**REQUIRED ACTION:** Set down exactly the lines of the records from the top to the line containing "let timeline_days: Vec<f64>"; include both.
....................
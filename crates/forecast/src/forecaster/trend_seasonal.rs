use algorithm::utils::metrics::MetricsSummary;
use algorithm::{DecomposableConfig, DecomposableModel, TimeIndexedPredictor};
use chrono::{Duration, NaiveDateTime};
use data::TimeSeries;

use super::{future_timestamps, SeriesForecaster};
use crate::error::Result;
use crate::model::ModelChoice;
use crate::result::{FittedParameters, ForecastPoint, ForecastResult, PointKind};

const MILLIS_PER_DAY: f64 = 86_400_000.0;

/// Days since the Unix epoch
fn to_days(ts: NaiveDateTime) -> f64 {
    (ts - NaiveDateTime::default()).num_milliseconds() as f64 / MILLIS_PER_DAY
}

fn from_days(days: f64) -> Option<NaiveDateTime> {
    let millis = (days * MILLIS_PER_DAY).round() as i64;
    NaiveDateTime::default().checked_add_signed(Duration::milliseconds(millis))
}

/// Piecewise-linear trend with yearly Fourier seasonality.
///
/// The model is refit on `(ds, y)` and evaluated over the whole extended
/// timeline, so history points carry the in-sample prediction.
#[derive(Debug, Clone, Default)]
pub struct TrendSeasonalForecaster {
    config: DecomposableConfig,
}

impl TrendSeasonalForecaster {
    pub fn new(config: DecomposableConfig) -> Self {
        Self { config }
    }
}

impl SeriesForecaster for TrendSeasonalForecaster {
    fn model(&self) -> ModelChoice {
        ModelChoice::Prophet
    }

    fn forecast(&self, series: &TimeSeries, horizon: usize) -> Result<ForecastResult> {
        let ds: Vec<f64> = series.timestamps().into_iter().map(to_days).collect();
        let y = series.values();

        let mut model = DecomposableModel::new(self.config.clone())?;
        model.fit_at(&ds, &y)?;

        let future = future_timestamps(series, horizon)?;
        let timeline: Vec<NaiveDateTime> = series.timestamps().into_iter().chain(future).collect();
        let timeline_days: Vec<f64> = timeline.iter().copied().map(to_days).collect();
        let yhat = model.predict_at(&timeline_days)?;

        let history_len = series.len();
        let metrics = MetricsSummary::compute(&y, &yhat[..history_len]);
        let changepoints: Vec<NaiveDateTime> = model
            .changepoints()
            .into_iter()
            .filter_map(from_days)
            .collect();

        tracing::info!(
            changepoints = changepoints.len(),
            yearly = model.has_yearly_seasonality(),
            mae = metrics.mae,
            "trend/seasonality model fitted"
        );

        let points = timeline
            .into_iter()
            .zip(yhat)
            .enumerate()
            .map(|(i, (timestamp, value))| ForecastPoint {
                timestamp,
                value,
                kind: if i < history_len {
                    PointKind::History
                } else {
                    PointKind::Forecast
                },
            })
            .collect();

        Ok(ForecastResult {
            model: self.model(),
            date_column: series.date_column().to_string(),
            value_column: series.value_column().to_string(),
            interval: series.interval(),
            history_len,
            horizon,
            spacing_consistent: series.spacing_consistent(),
            parameters: FittedParameters::TrendSeasonal {
                changepoints,
                yearly_seasonality: model.has_yearly_seasonality(),
            },
            metrics,
            points,
        })
    }
}
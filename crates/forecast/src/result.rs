//! Combined history + forecast result

use algorithm::utils::metrics::MetricsSummary;
use chrono::NaiveDateTime;
use data::Interval;
use serde::{Deserialize, Serialize};

use crate::model::ModelChoice;

/// Whether a point was observed or predicted.
#[derive(Debug, Clone, Copy, PartialEq, Eq, Serialize, Deserialize)]
#[serde(rename_all = "snake_case")]
pub enum PointKind {
    History,
    Forecast,
}

/// A single charted point.
#[derive(Debug, Clone, Copy, PartialEq, Serialize, Deserialize)]
pub struct ForecastPoint {
    pub timestamp: NaiveDateTime,
    pub value: f64,
    pub kind: PointKind,
}

/// Parameters the model settled on.
#[derive(Debug, Clone, PartialEq, Serialize, Deserialize)]
#[serde(tag = "kind", rename_all = "snake_case")]
pub enum FittedParameters {
    HoltWinters {
        alpha: f64,
        beta: f64,
        gamma: f64,
        period: usize,
    },
    TrendSeasonal {
        changepoints: Vec<NaiveDateTime>,
        yearly_seasonality: bool,
    },
}

/// Ordered `(timestamp, value)` sequence covering the history and
/// `horizon` future periods.
///
/// For Holt-Winters the history points are the observed values; for the
/// trend/seasonality model they are the in-sample predictions.
#[derive(Debug, Clone, PartialEq, Serialize, Deserialize)]
pub struct ForecastResult {
    pub model: ModelChoice,
    pub date_column: String,
    pub value_column: String,
    pub interval: Interval,
    pub history_len: usize,
    pub horizon: usize,
    pub spacing_consistent: bool,
    pub parameters: FittedParameters,
    /// In-sample fit against the observed values
    pub metrics: MetricsSummary,
    pub points: Vec<ForecastPoint>,
}

impl ForecastResult {
    pub fn len(&self) -> usize {
        self.points.len()
    }

    pub fn is_empty(&self) -> bool {
        self.points.is_empty()
    }

    pub fn values(&self) -> Vec<f64> {
        self.points.iter().map(|p| p.value).collect()
    }

    pub fn timestamps(&self) -> Vec<NaiveDateTime> {
        self.points.iter().map(|p| p.timestamp).collect()
    }

    pub fn history(&self) -> &[ForecastPoint] {
        &self.points[..self.history_len.min(self.points.len())]
    }

    pub fn forecast(&self) -> &[ForecastPoint] {
        &self.points[self.history_len.min(self.points.len())..]
    }
}
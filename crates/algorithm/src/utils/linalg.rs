//! Small dense linear algebra helpers
//!
//! Enough to solve the penalised normal equations of the regression models
//! without pulling in a matrix library.

use crate::{Result, TsError};

/// Solve `min ||y - X b||² + Σ λ_j b_j²`
///
/// `rows` is the design matrix in row-major form (every row must have
/// `penalties.len()` columns). Solved through the normal equations
/// `(XᵀX + Λ) b = Xᵀy` with a Cholesky factorisation.
pub fn ridge_least_squares(rows: &[Vec<f64>], y: &[f64], penalties: &[f64]) -> Result<Vec<f64>> {
    let p = penalties.len();
    if rows.len() != y.len() {
        return Err(TsError::InvalidData(format!(
            "design has {} rows but target has {} values",
            rows.len(),
            y.len()
        )));
    }
    if let Some(row) = rows.iter().find(|row| row.len() != p) {
        return Err(TsError::InvalidData(format!(
            "design row has {} columns, expected {}",
            row.len(),
            p
        )));
    }

    let mut gram = vec![0.0; p * p];
    let mut rhs = vec![0.0; p];
    for (row, &target) in rows.iter().zip(y) {
        for i in 0..p {
            rhs[i] += row[i] * target;
            for j in 0..=i {
                gram[i * p + j] += row[i] * row[j];
            }
        }
    }
    for i in 0..p {
        for j in 0..i {
            gram[j * p + i] = gram[i * p + j];
        }
        gram[i * p + i] += penalties[i];
    }

    cholesky_solve(&mut gram, &rhs, p)
}

/// Solve `A x = b` for a symmetric positive definite `A` (row-major, `n × n`)
///
/// `a` is overwritten with its Cholesky factor.
pub fn cholesky_solve(a: &mut [f64], b: &[f64], n: usize) -> Result<Vec<f64>> {
    if a.len() != n * n || b.len() != n {
        return Err(TsError::InvalidData(
            "matrix and vector dimensions do not match".to_string(),
        ));
    }

    // Lower-triangular factor in place.
    for j in 0..n {
        let mut diag = a[j * n + j];
        for k in 0..j {
            diag -= a[j * n + k] * a[j * n + k];
        }
        if diag <= 0.0 || !diag.is_finite() {
            return Err(TsError::NumericalError(
                "matrix is not positive definite".to_string(),
            ));
        }
        let diag = diag.sqrt();
        a[j * n + j] = diag;

        for i in (j + 1)..n {
            let mut sum = a[i * n + j];
            for k in 0..j {
                sum -= a[i * n + k] * a[j * n + k];
            }
            a[i * n + j] = sum / diag;
        }
    }

    // Forward substitution: L z = b
    let mut z = vec![0.0; n];
    for i in 0..n {
        let mut sum = b[i];
        for k in 0..i {
            sum -= a[i * n + k] * z[k];
        }
        z[i] = sum / a[i * n + i];
    }

    // Back substitution: Lᵀ x = z
    let mut x = vec![0.0; n];
    for i in (0..n).rev() {
        let mut sum = z[i];
        for k in (i + 1)..n {
            sum -= a[k * n + i] * x[k];
        }
        x[i] = sum / a[i * n + i];
    }

    Ok(x)
}
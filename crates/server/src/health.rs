//! Liveness and readiness checks

use algorithm::prelude::*;
use axum::http::StatusCode;
use axum::Json;
use serde_json::{json, Value};

/// Liveness check: is the server running?
pub async fn liveness() -> Json<Value> {
    Json(json!({
        "status": "alive",
        "version": env!("CARGO_PKG_VERSION")
    }))
}

/// Readiness check: can the models fit and forecast?
pub async fn readiness() -> (StatusCode, Json<Value>) {
    let checks = [("server", Ok(())), ("holt_winters", model_check())];
    let healthy = checks.iter().all(|(_, result)| result.is_ok());

    let status = if healthy {
        StatusCode::OK
    } else {
        StatusCode::SERVICE_UNAVAILABLE
    };
    let body = json!({
        "status": if healthy { "healthy" } else { "unhealthy" },
        "version": env!("CARGO_PKG_VERSION"),
        "checks": checks.iter().map(|(name, result)| {
            json!({
                "name": name,
                "status": if result.is_ok() { "Healthy" } else { "Unhealthy" },
                "message": result.as_ref().err().map(ToString::to_string),
            })
        }).collect::<Vec<_>>()
    });
    (status, Json(body))
}

/// Fit and forecast two seasons of a synthetic series.
fn model_check() -> Result<()> {
    let data: Vec<f64> = (0..24).map(|i| 10.0 + (i % 12) as f64).collect();
    let model = HoltWinters::auto(&data, 12)?;
    let forecast = model.predict(3)?;
    if forecast.iter().all(|v| v.is_finite()) {
        Ok(())
    } else {
        Err(TsError::NumericalError("non-finite self-check forecast".to_string()))
    }
}

#[cfg(test)]
mod tests {
    use super::*;

    #[test]
    fn test_model_check_passes() {
        assert!(model_check().is_ok());
    }
}
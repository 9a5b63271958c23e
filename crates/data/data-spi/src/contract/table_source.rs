//! Table source trait definition.

use crate::error::Result;
use crate::model::Table;

/// Trait for anything that can produce an uploaded table.
///
/// Implementations own their input (a file path, an upload buffer) and
/// infer the declared cell type of every column while reading.
pub trait TableSource: Send + Sync {
    /// Human readable source name, used in logs and error messages.
    fn name(&self) -> &str;

    /// Read the whole table.
    fn read_table(&self) -> Result<Table>;
}
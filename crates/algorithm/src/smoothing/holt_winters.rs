//! Triple Exponential Smoothing (Holt-Winters) for time series forecasting
//!
//! Additive trend, additive seasonality:
//!
//! - level:    `L_t = α (Y_t − S_{t−m}) + (1 − α)(L_{t−1} + T_{t−1})`
//! - trend:    `T_t = β (L_t − L_{t−1}) + (1 − β) T_{t−1}`
//! - season:   `S_t = γ (Y_t − L_t) + (1 − γ) S_{t−m}`
//! - forecast: `Ŷ_{n+h} = L_n + h T_n + S_{n+h−m}`
//!
//! ## Choosing Parameters
//!
//! - `alpha` (level): Higher values = more responsive to recent changes
//! - `beta` (trend): Controls trend smoothing
//! - `gamma` (seasonal): Controls seasonal smoothing
//!
//! [`HoltWinters::auto`] picks all three by minimising the in-sample
//! one-step-ahead squared error.

use crate::{FittedValues, Predictor, Result, TsError};
use serde::{Deserialize, Serialize};

/// Coarse search grid for the smoothing parameters
const COARSE_GRID: [f64; 10] = [0.05, 0.15, 0.25, 0.35, 0.45, 0.55, 0.65, 0.75, 0.85, 0.95];
/// Refinement step around the best coarse point
const FINE_STEP: f64 = 0.01;
/// Number of refinement steps on each side of the coarse optimum
const FINE_SPAN: i32 = 5;

/// Triple Exponential Smoothing (Holt-Winters Method)
///
/// Best for: Data with both trend and seasonal patterns
///
/// # Example
///
/// ```rust
/// use algorithm::smoothing::HoltWinters;
/// use algorithm::Predictor;
///
/// // Monthly data with yearly seasonality
/// let data: Vec<f64> = (0..36).map(|i| {
///     100.0 + (i as f64 * 2.0) + 20.0 * ((i as f64 * std::f64::consts::PI / 6.0).sin())
/// }).collect();
///
/// let mut model = HoltWinters::new(0.3, 0.1, 0.2, 12).unwrap();
/// model.fit(&data).unwrap();
/// let forecast = model.predict(12).unwrap();
/// assert_eq!(forecast.len(), 12);
/// ```
#[derive(Debug, Clone, Serialize, Deserialize)]
pub struct HoltWinters {
    /// Level smoothing parameter
    alpha: f64,
    /// Trend smoothing parameter
    beta: f64,
    /// Seasonal smoothing parameter
    gamma: f64,
    /// Seasonal period length
    period: usize,
    /// Current level
    level: f64,
    /// Current trend
    trend: f64,
    /// Seasonal components, indexed by observation position modulo `period`
    seasonal: Vec<f64>,
    /// Number of observations used in fitting
    n_observations: usize,
    /// One-step-ahead in-sample predictions (NaN for the first season)
    fitted_values: Vec<f64>,
    /// Sum of squared one-step-ahead errors
    sse: f64,
    /// Whether model has been fitted
    fitted: bool,
}

/// Final state after running the smoothing recursions over a series
struct SmoothingRun {
    level: f64,
    trend: f64,
    seasonal: Vec<f64>,
    fitted_values: Vec<f64>,
    sse: f64,
}

impl HoltWinters {
    /// Create a new Holt-Winters model
    ///
    /// # Arguments
    ///
    /// * `alpha` - Level smoothing (0 < alpha < 1)
    /// * `beta` - Trend smoothing (0 < beta < 1)
    /// * `gamma` - Seasonal smoothing (0 < gamma < 1)
    /// * `period` - Number of observations per seasonal cycle
    pub fn new(alpha: f64, beta: f64, gamma: f64, period: usize) -> Result<Self> {
        for (name, value) in [("alpha", alpha), ("beta", beta), ("gamma", gamma)] {
            if !(0.0 < value && value < 1.0) {
                return Err(TsError::invalid_parameter(
                    name,
                    "must be between 0 and 1 (exclusive)",
                ));
            }
        }
        if period < 2 {
            return Err(TsError::invalid_parameter("period", "must be at least 2"));
        }

        Ok(Self {
            alpha,
            beta,
            gamma,
            period,
            level: 0.0,
            trend: 0.0,
            seasonal: vec![0.0; period],
            n_observations: 0,
            fitted_values: Vec::new(),
            sse: 0.0,
            fitted: false,
        })
    }

    /// Fit a model whose smoothing parameters are chosen automatically
    ///
    /// Runs a coarse grid over `(alpha, beta, gamma)` followed by a local
    /// refinement around the best point, keeping the combination with the
    /// lowest one-step-ahead SSE.
    pub fn auto(data: &[f64], period: usize) -> Result<Self> {
        let template = Self::new(0.5, 0.5, 0.5, period)?;
        template.check_data(data)?;

        let sse_of = |(alpha, beta, gamma): (f64, f64, f64)| {
            let candidate = Self {
                alpha,
                beta,
                gamma,
                ..template.clone()
            };
            candidate.smooth(data).sse
        };

        let mut best = (0.5, 0.5, 0.5);
        let mut best_sse = f64::MAX;
        for &alpha in &COARSE_GRID {
            for &beta in &COARSE_GRID {
                for &gamma in &COARSE_GRID {
                    let sse = sse_of((alpha, beta, gamma));
                    if sse.is_finite() && sse < best_sse {
                        best_sse = sse;
                        best = (alpha, beta, gamma);
                    }
                }
            }
        }

        let (a0, b0, g0) = best;
        for da in -FINE_SPAN..=FINE_SPAN {
            for db in -FINE_SPAN..=FINE_SPAN {
                for dg in -FINE_SPAN..=FINE_SPAN {
                    let point = (
                        a0 + da as f64 * FINE_STEP,
                        b0 + db as f64 * FINE_STEP,
                        g0 + dg as f64 * FINE_STEP,
                    );
                    if ![point.0, point.1, point.2].iter().all(|v| *v > 0.0 && *v < 1.0) {
                        continue;
                    }
                    let sse = sse_of(point);
                    if sse.is_finite() && sse < best_sse {
                        best_sse = sse;
                        best = point;
                    }
                }
            }
        }

        let (alpha, beta, gamma) = best;
        tracing::debug!(alpha, beta, gamma, sse = best_sse, "holt-winters parameters selected");

        let mut model = Self::new(alpha, beta, gamma, period)?;
        model.fit(data)?;
        Ok(model)
    }

    /// Smoothing parameters `(alpha, beta, gamma)`
    pub fn params(&self) -> (f64, f64, f64) {
        (self.alpha, self.beta, self.gamma)
    }

    /// Seasonal period length
    pub fn period(&self) -> usize {
        self.period
    }

    /// Sum of squared one-step-ahead errors of the last fit
    pub fn sse(&self) -> f64 {
        self.sse
    }

    fn check_data(&self, data: &[f64]) -> Result<()> {
        let min_required = self.period * 2;
        if data.len() < min_required {
            return Err(TsError::InsufficientData {
                required: min_required,
                actual: data.len(),
            });
        }
        TsError::check_finite(data)
    }

    /// Run the recursions over `data` without touching `self`
    ///
    /// `data` must hold at least two full seasons.
    fn smooth(&self, data: &[f64]) -> SmoothingRun {
        let m = self.period;
        let first_avg = data[..m].iter().sum::<f64>() / m as f64;
        let second_avg = data[m..2 * m].iter().sum::<f64>() / m as f64;

        let mut level = first_avg;
        let mut trend = (second_avg - first_avg) / m as f64;
        let mut seasonal: Vec<f64> = data[..m].iter().map(|y| y - first_avg).collect();

        let mut fitted_values = vec![f64::NAN; data.len()];
        let mut sse = 0.0;

        for (i, &value) in data.iter().enumerate().skip(m) {
            let season_idx = i % m;
            let prev_level = level;
            let prev_seasonal = seasonal[season_idx];

            let one_step = level + trend + prev_seasonal;
            fitted_values[i] = one_step;
            sse += (value - one_step).powi(2);

            level = self.alpha * (value - prev_seasonal) + (1.0 - self.alpha) * (level + trend);
            trend = self.beta * (level - prev_level) + (1.0 - self.beta) * trend;
            seasonal[season_idx] =
                self.gamma * (value - level) + (1.0 - self.gamma) * prev_seasonal;
        }

        SmoothingRun {
            level,
            trend,
            seasonal,
            fitted_values,
            sse,
        }
    }
}

impl Predictor for HoltWinters {
    fn fit(&mut self, data: &[f64]) -> Result<()> {
        self.check_data(data)?;

        let run = self.smooth(data);
        self.level = run.level;
        self.trend = run.trend;
        self.seasonal = run.seasonal;
        self.fitted_values = run.fitted_values;
        self.sse = run.sse;
        self.n_observations = data.len();

        self.fitted = true;
        Ok(())
    }

    fn predict(&self, steps: usize) -> Result<Vec<f64>> {
        if !self.fitted {
            return Err(TsError::NotFitted);
        }

        let forecasts = (1..=steps)
            .map(|h| {
                let season_idx = (self.n_observations + h - 1) % self.period;
                self.level + h as f64 * self.trend + self.seasonal[season_idx]
            })
            .collect();

        Ok(forecasts)
    }

    fn is_fitted(&self) -> bool {
        self.fitted
    }
}

impl FittedValues for HoltWinters {
    fn fitted_values(&self) -> Result<Vec<f64>> {
        if !self.fitted {
            return Err(TsError::NotFitted);
        }
        Ok(self.fitted_values.clone())
    }
}

#[cfg(test)]
mod tests {
    use super::*;

    fn seasonal_series(n: usize) -> Vec<f64> {
        (0..n)
            .map(|i| {
                let t = i as f64;
                100.0 + t * 2.0 + 20.0 * (t * std::f64::consts::PI / 6.0).sin()
            })
            .collect()
    }

    #[test]
    fn test_holt_winters() {
        let data = seasonal_series(48);
        let mut model = HoltWinters::new(0.3, 0.1, 0.2, 12).unwrap();
        model.fit(&data).unwrap();
        let forecast = model.predict(12).unwrap();
        assert_eq!(forecast.len(), 12);
    }

    #[test]
    fn test_invalid_parameters() {
        assert!(HoltWinters::new(0.0, 0.1, 0.1, 12).is_err());
        assert!(HoltWinters::new(0.3, 1.0, 0.1, 12).is_err());
        assert!(HoltWinters::new(0.3, 0.1, -0.1, 12).is_err());
        assert!(HoltWinters::new(0.3, 0.1, 0.1, 1).is_err());
    }

    #[test]
    fn test_requires_two_seasons() {
        let mut model = HoltWinters::new(0.3, 0.1, 0.2, 12).unwrap();
        let err = model.fit(&seasonal_series(23)).unwrap_err();
        assert_eq!(
            err,
            TsError::InsufficientData {
                required: 24,
                actual: 23
            }
        );
        assert!(!model.is_fitted());
    }

    #[test]
    fn test_rejects_non_finite_values() {
        let mut data = seasonal_series(24);
        data[5] = f64::NAN;
        let mut model = HoltWinters::new(0.3, 0.1, 0.2, 12).unwrap();
        assert!(matches!(model.fit(&data), Err(TsError::InvalidData(_))));
    }

    #[test]
    fn test_predict_before_fit() {
        let model = HoltWinters::new(0.3, 0.1, 0.2, 12).unwrap();
        assert_eq!(model.predict(3), Err(TsError::NotFitted));
    }

    #[test]
    fn test_pure_seasonal_pattern_is_reproduced() {
        // Flat level, no trend: a perfectly repeating season.
        let pattern = [5.0, -3.0, 1.0, -3.0];
        let data: Vec<f64> = (0..16).map(|i| 50.0 + pattern[i % 4]).collect();

        let mut model = HoltWinters::new(0.2, 0.1, 0.3, 4).unwrap();
        model.fit(&data).unwrap();
        let forecast = model.predict(4).unwrap();

        for (h, value) in forecast.iter().enumerate() {
            assert!((value - (50.0 + pattern[h])).abs() < 1e-9);
        }
    }

    #[test]
    fn test_forecast_season_continues_from_end_of_history() {
        // 18 observations with period 4: the next observation falls in season 2.
        let pattern = [10.0, 0.0, -10.0, 0.0];
        let data: Vec<f64> = (0..18).map(|i| 100.0 + pattern[i % 4]).collect();

        let mut model = HoltWinters::new(0.2, 0.1, 0.3, 4).unwrap();
        model.fit(&data).unwrap();
        let forecast = model.predict(2).unwrap();

        assert!((forecast[0] - 90.0).abs() < 1e-9);
        assert!((forecast[1] - 100.0).abs() < 1e-9);
    }

    #[test]
    fn test_fitted_values_are_one_step_ahead() {
        let data = seasonal_series(36);
        let mut model = HoltWinters::new(0.3, 0.1, 0.2, 12).unwrap();
        model.fit(&data).unwrap();

        let fitted = model.fitted_values().unwrap();
        assert_eq!(fitted.len(), 36);
        assert!(fitted[..12].iter().all(|v| v.is_nan()));
        assert!(fitted[12..].iter().all(|v| v.is_finite()));

        let sse: f64 = data[12..]
            .iter()
            .zip(&fitted[12..])
            .map(|(y, f)| (y - f).powi(2))
            .sum();
        assert!((sse - model.sse()).abs() < 1e-9);
    }

    #[test]
    fn test_auto_beats_arbitrary_parameters() {
        let data = seasonal_series(48);
        let auto = HoltWinters::auto(&data, 12).unwrap();

        let mut fixed = HoltWinters::new(0.95, 0.95, 0.95, 12).unwrap();
        fixed.fit(&data).unwrap();

        assert!(auto.is_fitted());
        assert!(auto.sse() <= fixed.sse());
        let (alpha, beta, gamma) = auto.params();
        assert!(alpha > 0.0 && alpha < 1.0);
        assert!(beta > 0.0 && beta < 1.0);
        assert!(gamma > 0.0 && gamma < 1.0);
    }

    #[test]
    fn test_auto_insufficient_data() {
        let result = HoltWinters::auto(&seasonal_series(20), 12);
        assert!(matches!(result, Err(TsError::InsufficientData { .. })));
    }
}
....................
**WRITTEN SOLUTION:**
filename crates/forecast/src/forecaster/trend_seasonal.rs
use algorithm::utils::metrics::MetricsSummary;
use algorithm::{DecomposableConfig, DecomposableModel, TimeIndexedPredictor};
use chrono::{Duration, NaiveDateTime};
use data::TimeSeries;

use super::{future_timestamps, SeriesForecaster};
use crate::error::Result;
use crate::model::ModelChoice;
use crate::result::{FittedParameters, ForecastPoint, ForecastResult, PointKind};

const MILLIS_PER_DAY: f64 = 86_400_000.0;

/// Days since the Unix epoch
fn to_days(ts: NaiveDateTime) -> f64 {
    (ts - NaiveDateTime::default()).num_milliseconds() as f64 / MILLIS_PER_DAY
}

fn from_days(days: f64) -> Option<NaiveDateTime> {
    let millis = (days * MILLIS_PER_DAY).round() as i64;
    NaiveDateTime::default().checked_add_signed(Duration::milliseconds(millis))
}

/// Piecewise-linear trend with yearly Fourier seasonality.
///
/// The model is refit on `(ds, y)` and evaluated over the whole extended
/// timeline, so history points carry the in-sample prediction.
#[derive(Debug, Clone, Default)]
pub struct TrendSeasonalForecaster {
    config: DecomposableConfig,
}

impl TrendSeasonalForecaster {
    pub fn new(config: DecomposableConfig) -> Self {
        Self { config }
    }
}

impl SeriesForecaster for TrendSeasonalForecaster {
    fn model(&self) -> ModelChoice {
        ModelChoice::Prophet
    }

    fn forecast(&self, series: &TimeSeries, horizon: usize) -> Result<ForecastResult> {
        let ds: Vec<f64> = series.timestamps().into_iter().map(to_days).collect();
        let y = series.values();

        let mut model = DecomposableModel::new(self.config.clone())?;
        model.fit_at(&ds, &y)?;

        let future = future_timestamps(series, horizon)?;
        let timeline: Vec<NaiveDateTime> = series.timestamps().into_iter().chain(future).collect();
        let timeline_days: Vec<f64> = timeline.iter().copied().map(to_days).collect();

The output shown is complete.